Based on the information he received from Pernetti, Barchi said he "agreed with and supported his recommendation to suspend, rather than fire, coach Rice at that time. It was not until Tuesday evening of this week, when I watched the video, that I had the opportunity to witness personally for the first time what Tim had seen last fall.

"I was deeply disturbed by the behavior that the video revealed, which was much more abusive and pervasive than I had understood it to be. As Tim acknowledged on Wednesday, his decision to rehabilitate, rather than fire, coach Rice was wrong."

Pernetti was given the video by a former employee, Eric Murdock, and the decision was made in December to suspend Rice for three games, fine and dock him pay totaling $75,000 and order him to attend anger management classes.

The 42-year-old Pernetti is a Rutgers graduate who played tight end for the Scarlet Knights from 1989-93.

Also resigning Friday was John B. Wolf, Rutgers' interim senior vice president and general counsel, who is believed to have recommended against firing Rice in December. On Thursday, assistant coach Jimmy Martelli resigned.

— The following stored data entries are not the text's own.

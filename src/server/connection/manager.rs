//! Connection registry
//!
//! Connections are indexed by id and by owning user. Both indexes live behind one lock so a
//! removal never leaves a stale entry in either.

use super::connection::Connection;
use super::transport::Transport;
use crate::auth::AuthenticatedUser;
use crate::core::types::GatewayRequest;
use crate::server::protocol::ServerMessage;
use crate::utils::error::{GatewayError, Result};
use crate::utils::generate_id;
use parking_lot::RwLock;
use std::collections::{HashMap, HashSet};
use std::sync::Arc;
use tokio::task::AbortHandle;
use tracing::{debug, error, info, warn};

#[derive(Debug, Default)]
struct Indexes {
    by_id: HashMap<String, Arc<Connection>>,
    by_user: HashMap<String, HashSet<String>>,
}

/// Result of one heartbeat round
#[derive(Debug, Clone, Copy, Default, PartialEq, Eq)]
pub struct HeartbeatReport {
    /// Connections removed because they missed the previous probe
    pub swept: usize,
    /// Connections probed this round
    pub probed: usize,
}

#[derive(Debug, Default)]
pub struct ConnectionManager {
    indexes: RwLock<Indexes>,
}

impl ConnectionManager {
    pub fn new() -> Self {
        Self::default()
    }

    /// Register an authenticated connection under a fresh id
    pub fn create(&self, transport: Arc<dyn Transport>, user: AuthenticatedUser) -> Arc<Connection> {
        let id = generate_id();
        let user_id = user.id.clone();
        let connection = Arc::new(Connection::new(id.clone(), user, transport));

        {
            let mut indexes = self.indexes.write();
            indexes.by_id.insert(id.clone(), Arc::clone(&connection));
            indexes.by_user.entry(user_id.clone()).or_default().insert(id.clone());
        }

        info!(connection_id = %id, user_id = %user_id, "Connection registered");
        connection
    }

    pub fn get(&self, id: &str) -> Option<Arc<Connection>> {
        self.indexes.read().by_id.get(id).cloned()
    }

    /// Remove a connection and abort its in-flight requests. Returns `false` when the id was
    /// already gone; racing callers see exactly one `true`.
    pub fn remove(&self, id: &str) -> bool {
        let removed = {
            let mut indexes = self.indexes.write();
            let removed = indexes.by_id.remove(id);
            if let Some(connection) = &removed {
                let user_id = &connection.user().id;
                if let Some(ids) = indexes.by_user.get_mut(user_id) {
                    ids.remove(id);
                    if ids.is_empty() {
                        indexes.by_user.remove(user_id);
                    }
                }
            }
            removed
        };

        match removed {
            Some(connection) => {
                let aborted = connection.abort_all_pending();
                connection.mark_closed();
                info!(
                    connection_id = %id,
                    user_id = %connection.user().id,
                    aborted_requests = aborted,
                    "Connection removed"
                );
                true
            }
            None => {
                debug!(connection_id = %id, "Connection already removed");
                false
            }
        }
    }

    pub fn connections_for_user(&self, user_id: &str) -> Vec<Arc<Connection>> {
        let indexes = self.indexes.read();
        indexes
            .by_user
            .get(user_id)
            .map(|ids| {
                ids.iter()
                    .filter_map(|id| indexes.by_id.get(id).cloned())
                    .collect()
            })
            .unwrap_or_default()
    }

    pub fn len(&self) -> usize {
        self.indexes.read().by_id.len()
    }

    pub fn is_empty(&self) -> bool {
        self.len() == 0
    }

    pub fn user_count(&self) -> usize {
        self.indexes.read().by_user.len()
    }

    fn all(&self) -> Vec<Arc<Connection>> {
        self.indexes.read().by_id.values().cloned().collect()
    }

    // ==================== Liveness ====================

    pub fn mark_alive(&self, id: &str) -> bool {
        match self.get(id) {
            Some(connection) => {
                connection.set_alive(true);
                connection.touch();
                true
            }
            None => false,
        }
    }

    pub fn mark_not_alive(&self, id: &str) -> bool {
        match self.get(id) {
            Some(connection) => {
                connection.set_alive(false);
                true
            }
            None => false,
        }
    }

    /// Remove every connection that did not answer the last probe, closing its transport if it
    /// is still open
    pub async fn sweep_dead(&self) -> usize {
        let dead: Vec<Arc<Connection>> = self
            .all()
            .into_iter()
            .filter(|c| !c.is_alive())
            .collect();

        let mut swept = 0;
        for connection in dead {
            if !self.remove(connection.id()) {
                continue;
            }
            swept += 1;
            warn!(
                connection_id = %connection.id(),
                user_id = %connection.user().id,
                "Connection missed heartbeat, terminating"
            );
            if connection.transport().is_writable() {
                connection
                    .transport()
                    .close(Some("heartbeat timeout".to_string()))
                    .await;
            }
        }
        swept
    }

    /// Sweep connections that missed the previous probe, then probe the rest
    pub async fn heartbeat(&self) -> HeartbeatReport {
        let swept = self.sweep_dead().await;

        let live = self.all();
        for connection in &live {
            connection.set_alive(false);
            if let Err(e) = connection.transport().ping().await {
                debug!(connection_id = %connection.id(), error = %e, "Heartbeat ping failed");
            }
        }

        let report = HeartbeatReport {
            swept,
            probed: live.len(),
        };
        debug!(swept = report.swept, probed = report.probed, "Heartbeat round complete");
        report
    }

    // ==================== Pending requests ====================

    pub fn add_pending_request(&self, connection_id: &str, request: Arc<GatewayRequest>) -> Result<()> {
        self.get(connection_id)
            .ok_or_else(|| GatewayError::not_found(format!("Connection {}", connection_id)))?
            .add_pending(request)
    }

    pub fn attach_abort(&self, connection_id: &str, request_id: &str, handle: AbortHandle) -> bool {
        self.get(connection_id)
            .map(|c| c.attach_abort(request_id, handle))
            .unwrap_or(false)
    }

    pub fn remove_pending_request(
        &self,
        connection_id: &str,
        request_id: &str,
    ) -> Option<Arc<GatewayRequest>> {
        self.get(connection_id)?.take_pending(request_id)
    }

    pub fn cancel_pending_request(
        &self,
        connection_id: &str,
        request_id: &str,
    ) -> Option<Arc<GatewayRequest>> {
        let request = self.get(connection_id)?.cancel_pending(request_id)?;
        info!(connection_id, request_id, "Request cancelled");
        Some(request)
    }

    // ==================== Fan-out ====================

    /// Send to every connection the user holds; returns how many writes succeeded. Connections
    /// that are not writable are skipped.
    pub async fn broadcast(&self, user_id: &str, message: &ServerMessage) -> usize {
        let text = match message.to_text() {
            Ok(text) => text,
            Err(e) => {
                error!(user_id, error = %e, "Failed to serialize broadcast message");
                return 0;
            }
        };

        let mut delivered = 0;
        for connection in self.connections_for_user(user_id) {
            let transport = connection.transport();
            if !transport.is_writable() {
                debug!(connection_id = %connection.id(), "Skipping non-writable connection");
                continue;
            }
            match transport.send_text(text.clone()).await {
                Ok(()) => delivered += 1,
                Err(e) => debug!(connection_id = %connection.id(), error = %e, "Broadcast write failed"),
            }
        }
        delivered
    }

    /// Remove and close every connection
    pub async fn shutdown(&self) -> usize {
        let connections = self.all();
        let mut closed = 0;
        for connection in connections {
            if self.remove(connection.id()) {
                connection
                    .transport()
                    .close(Some("server shutting down".to_string()))
                    .await;
                closed += 1;
            }
        }
        info!(closed, "All connections closed");
        closed
    }
}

Barchi's position appears to be safe.

"At the end of the day, he has to run this place, day in and day out," Ralph Izzo, chairman of the school's board of governors, said. "And I think he is the right person to run this place for many years to come."

Pernetti said in his resignation letter to Barchi that he has "spent a great deal of time reflecting on the events which led to today. As you know, my first instincts when I saw the videotape of Coach Rice's behavior was to fire him immediately. However, Rutgers decided to follow a process involving university lawyers, human resources professionals, and outside counsel.

"Following review of the independent investigative report, the consensus was that university policy would not justify dismissal. I have admitted my role in, and regret for, that decision, and wish that I had the opportunity to go back and override it for the sake of everyone involved."

Pernetti's finest hour may have been when he helped in the school's move to the Big Ten Conference, which means millions in additional revenue by way of television contracts and more national exposure, especially in football. The move, which becomes official in 2014, should provide a big boost to the program in recruiting and season ticket sales. The Scarlet Knights will continue to play next season in the Big East.

Pernetti's first major move as athletic director came in May 2010, when he hired the volatile Rice away from Robert Morris, which he took to two NCAA tournament appearances.

"He convinced me he understood his reputation, but he also understood where the line was," Pernetti said, referring to Rice. "I made clear to him if he crossed the line he would be held accountable."

Pernetti viewed Rice as the man who could turn the perennially underachieving program around.

It didn't happen. Rice went 44-51 in three years and posted a 16-38 mark in the Big East after going 73-31 in three seasons at Robert Morris. The Scarlet Knights went 15-16 this season, including 5-13 in the league.